[Source data]
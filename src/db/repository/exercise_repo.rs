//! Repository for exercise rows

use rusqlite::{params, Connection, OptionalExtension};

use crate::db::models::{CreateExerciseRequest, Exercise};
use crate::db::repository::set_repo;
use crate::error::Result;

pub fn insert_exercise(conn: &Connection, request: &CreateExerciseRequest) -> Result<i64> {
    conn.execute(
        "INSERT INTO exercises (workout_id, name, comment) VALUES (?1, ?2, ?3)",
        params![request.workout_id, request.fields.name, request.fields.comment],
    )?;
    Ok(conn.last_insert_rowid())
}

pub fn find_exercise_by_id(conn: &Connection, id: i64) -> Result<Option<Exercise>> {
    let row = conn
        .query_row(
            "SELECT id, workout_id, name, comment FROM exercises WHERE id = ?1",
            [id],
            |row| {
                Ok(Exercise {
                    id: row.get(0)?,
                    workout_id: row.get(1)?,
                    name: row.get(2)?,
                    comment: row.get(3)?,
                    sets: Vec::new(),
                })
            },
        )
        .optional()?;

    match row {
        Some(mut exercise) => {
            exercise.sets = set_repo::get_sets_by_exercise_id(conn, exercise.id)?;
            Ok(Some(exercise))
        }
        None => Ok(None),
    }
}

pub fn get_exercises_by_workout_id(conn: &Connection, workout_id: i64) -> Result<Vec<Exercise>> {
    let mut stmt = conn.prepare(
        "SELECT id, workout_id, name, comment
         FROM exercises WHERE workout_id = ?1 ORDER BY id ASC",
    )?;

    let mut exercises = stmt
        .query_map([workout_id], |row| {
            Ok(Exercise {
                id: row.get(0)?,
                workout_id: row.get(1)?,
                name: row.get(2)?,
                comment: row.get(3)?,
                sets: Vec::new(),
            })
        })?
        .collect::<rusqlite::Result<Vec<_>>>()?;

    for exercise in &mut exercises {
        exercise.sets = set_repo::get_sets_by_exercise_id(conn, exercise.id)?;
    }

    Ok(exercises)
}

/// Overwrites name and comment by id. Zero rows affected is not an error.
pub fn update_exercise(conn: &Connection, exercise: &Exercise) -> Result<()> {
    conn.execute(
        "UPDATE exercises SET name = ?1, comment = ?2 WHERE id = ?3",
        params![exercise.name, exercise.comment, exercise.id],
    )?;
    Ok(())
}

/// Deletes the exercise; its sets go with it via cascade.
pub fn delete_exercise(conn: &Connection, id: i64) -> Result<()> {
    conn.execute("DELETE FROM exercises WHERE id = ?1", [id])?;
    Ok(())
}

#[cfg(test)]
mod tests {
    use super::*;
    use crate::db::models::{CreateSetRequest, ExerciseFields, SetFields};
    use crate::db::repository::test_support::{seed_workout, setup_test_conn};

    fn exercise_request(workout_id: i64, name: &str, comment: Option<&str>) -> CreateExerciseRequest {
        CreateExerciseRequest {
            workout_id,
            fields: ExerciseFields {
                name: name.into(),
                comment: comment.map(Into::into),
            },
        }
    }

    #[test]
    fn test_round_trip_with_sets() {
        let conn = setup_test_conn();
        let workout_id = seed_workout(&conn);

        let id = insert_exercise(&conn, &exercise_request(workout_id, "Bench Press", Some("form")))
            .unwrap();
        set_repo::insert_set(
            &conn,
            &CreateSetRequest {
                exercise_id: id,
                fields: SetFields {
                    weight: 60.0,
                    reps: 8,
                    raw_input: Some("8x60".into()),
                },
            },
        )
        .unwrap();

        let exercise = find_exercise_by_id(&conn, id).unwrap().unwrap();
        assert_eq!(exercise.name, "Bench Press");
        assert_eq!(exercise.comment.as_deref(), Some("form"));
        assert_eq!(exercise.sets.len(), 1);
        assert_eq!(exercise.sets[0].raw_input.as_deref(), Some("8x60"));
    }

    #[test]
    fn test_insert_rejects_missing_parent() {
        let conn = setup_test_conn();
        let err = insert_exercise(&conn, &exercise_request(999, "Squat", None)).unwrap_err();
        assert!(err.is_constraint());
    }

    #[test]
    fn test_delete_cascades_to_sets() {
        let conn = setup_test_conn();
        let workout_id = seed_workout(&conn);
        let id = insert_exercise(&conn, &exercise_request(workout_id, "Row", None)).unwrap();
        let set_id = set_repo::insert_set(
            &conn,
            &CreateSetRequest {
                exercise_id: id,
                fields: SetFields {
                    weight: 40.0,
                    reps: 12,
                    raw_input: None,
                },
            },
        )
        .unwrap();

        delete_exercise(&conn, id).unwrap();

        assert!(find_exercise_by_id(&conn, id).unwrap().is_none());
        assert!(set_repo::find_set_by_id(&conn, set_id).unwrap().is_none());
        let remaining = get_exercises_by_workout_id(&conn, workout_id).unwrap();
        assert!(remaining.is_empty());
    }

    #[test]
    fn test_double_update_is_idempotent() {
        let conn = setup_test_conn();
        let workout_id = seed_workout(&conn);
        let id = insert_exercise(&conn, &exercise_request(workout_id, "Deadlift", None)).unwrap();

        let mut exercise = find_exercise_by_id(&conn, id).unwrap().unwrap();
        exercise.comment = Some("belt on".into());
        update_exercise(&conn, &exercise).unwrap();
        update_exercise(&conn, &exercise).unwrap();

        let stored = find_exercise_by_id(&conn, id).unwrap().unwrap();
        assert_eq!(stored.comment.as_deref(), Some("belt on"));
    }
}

** EXERCISE **
Exact repetition is required: return every record shown above.

** WRITTEN ANSWER **
filename src/db/repository/exercise_repo.rs
//! Repository for exercise rows

use rusqlite::{params, Connection, OptionalExtension};

use crate::db::models::{CreateExerciseRequest, Exercise};
use crate::db::repository::set_repo;
use crate::error::Result;

pub fn insert_exercise(conn: &Connection, request: &CreateExerciseRequest) -> Result<i64> {
    conn.execute(
        "INSERT INTO exercises (workout_id, name, comment) VALUES (?1, ?2, ?3)",
        params![request.workout_id, request.fields.name, request.fields.comment],
    )?;
    Ok(conn.last_insert_rowid())
}

pub fn find_exercise_by_id(conn: &Connection, id: i64) -> Result<Option<Exercise>> {
    let row = conn
        .query_row(
            "SELECT id, workout_id, name, comment FROM exercises WHERE id = ?1",
            [id],
            |row| {
                Ok(Exercise {
                    id: row.get(0)?,
                    workout_id: row.get(1)?,
                    name: row.get(2)?,
                    comment: row.get(3)?,
                    sets: Vec::new(),
                })
            },
        )
        .optional()?;

    match row {
        Some(mut exercise) => {
            exercise.sets = set_repo::get_sets_by_exercise_id(conn, exercise.id)?;
            Ok(Some(exercise))
        }
        None => Ok(None),
    }
}

pub fn get_exercises_by_workout_id(conn: &Connection, workout_id: i64) -> Result<Vec<Exercise>> {
    let mut stmt = conn.prepare(
        "SELECT id, workout_id, name, comment
         FROM exercises WHERE workout_id = ?1 ORDER BY id ASC",
    )?;

    let mut exercises = stmt
        .query_map([workout_id], |row| {
            Ok(Exercise {
                id: row.get(0)?,
                workout_id: row.get(1)?,
                name: row.get(2)?,
                comment: row.get(3)?,
                sets: Vec::new(),
            })
        })?
        .collect::<rusqlite::Result<Vec<_>>>()?;

    for exercise in &mut exercises {
        exercise.sets = set_repo::get_sets_by_exercise_id(conn, exercise.id)?;
    }

    Ok(exercises)
}

/// Overwrites name and comment by id. Zero rows affected is not an error.
pub fn update_exercise(conn: &Connection, exercise: &Exercise) -> Result<()> {
    conn.execute(
        "UPDATE exercises SET name = ?1, comment = ?2 WHERE id = ?3",
        params![exercise.name, exercise.comment, exercise.id],
    )?;
    Ok(())
}

/// Deletes the exercise; its sets go with it via cascade.
pub fn delete_exercise(conn: &Connection, id: i64) -> Result<()> {
    conn.execute("DELETE FROM exercises WHERE id = ?1", [id])?;
    Ok(())
}

#[cfg(test)]
mod tests {
    use super::*;
    use crate::db::models::{CreateSetRequest, ExerciseFields, SetFields};
    use crate::db::repository::test_support::{seed_workout, setup_test_conn};

    fn exercise_request(workout_id: i64, name: &str, comment: Option<&str>) -> CreateExerciseRequest {
        CreateExerciseRequest {
            workout_id,
            fields: ExerciseFields {
                name: name.into(),
                comment: comment.map(Into::into),
            },
        }
    }

    #[test]
    fn test_round_trip_with_sets() {
        let conn = setup_test_conn();
        let workout_id = seed_workout(&conn);

        let id = insert_exercise(&conn, &exercise_request(workout_id, "Bench Press", Some("form")))
            .unwrap();
        set_repo::insert_set(
            &conn,
            &CreateSetRequest {
                exercise_id: id,
                fields: SetFields {
                    weight: 60.0,
                    reps: 8,
                    raw_input: Some("8x60".into()),
                },
            },
        )
        .unwrap();

        let exercise = find_exercise_by_id(&conn, id).unwrap().unwrap();
        assert_eq!(exercise.name, "Bench Press");
        assert_eq!(exercise.comment.as_deref(), Some("form"));
        assert_eq!(exercise.sets.len(), 1);
        assert_eq!(exercise.sets[0].raw_input.as_deref(), Some("8x60"));
    }

    #[test]
    fn test_insert_rejects_missing_parent() {
        let conn = setup_test_conn();
        let err = insert_exercise(&conn, &exercise_request(999, "Squat", None)).unwrap_err();
        assert!(err.is_constraint());
    }

    #[test]
    fn test_delete_cascades_to_sets() {
        let conn = setup_test_conn();
        let workout_id = seed_workout(&conn);
        let id = insert_exercise(&conn, &exercise_request(workout_id, "Row", None)).unwrap();
        let set_id = set_repo::insert_set(
            &conn,
            &CreateSetRequest {
                exercise_id: id,
                fields: SetFields {
                    weight: 40.0,
                    reps: 12,
                    raw_input: None,
                },
            },
        )
        .unwrap();

        delete_exercise(&conn, id).unwrap();

        assert!(find_exercise_by_id(&conn, id).unwrap().is_none());
        assert!(set_repo::find_set_by_id(&conn, set_id).unwrap().is_none());
        let remaining = get_exercises_by_workout_id(&conn, workout_id).unwrap();
        assert!(remaining.is_empty());
    }

    #[test]
    fn test_double_update_is_idempotent() {
        let conn = setup_test_conn();
        let workout_id = seed_workout(&conn);
        let id = insert_exercise(&conn, &exercise_request(workout_id, "Deadlift", None)).unwrap();

        let mut exercise = find_exercise_by_id(&conn, id).unwrap().unwrap();
        exercise.comment = Some("belt on".into());
        update_exercise(&conn, &exercise).unwrap();
        update_exercise(&conn, &exercise).unwrap();

        let stored = find_exercise_by_id(&conn, id).unwrap().unwrap();
        assert_eq!(stored.comment.as_deref(), Some("belt on"));
    }
}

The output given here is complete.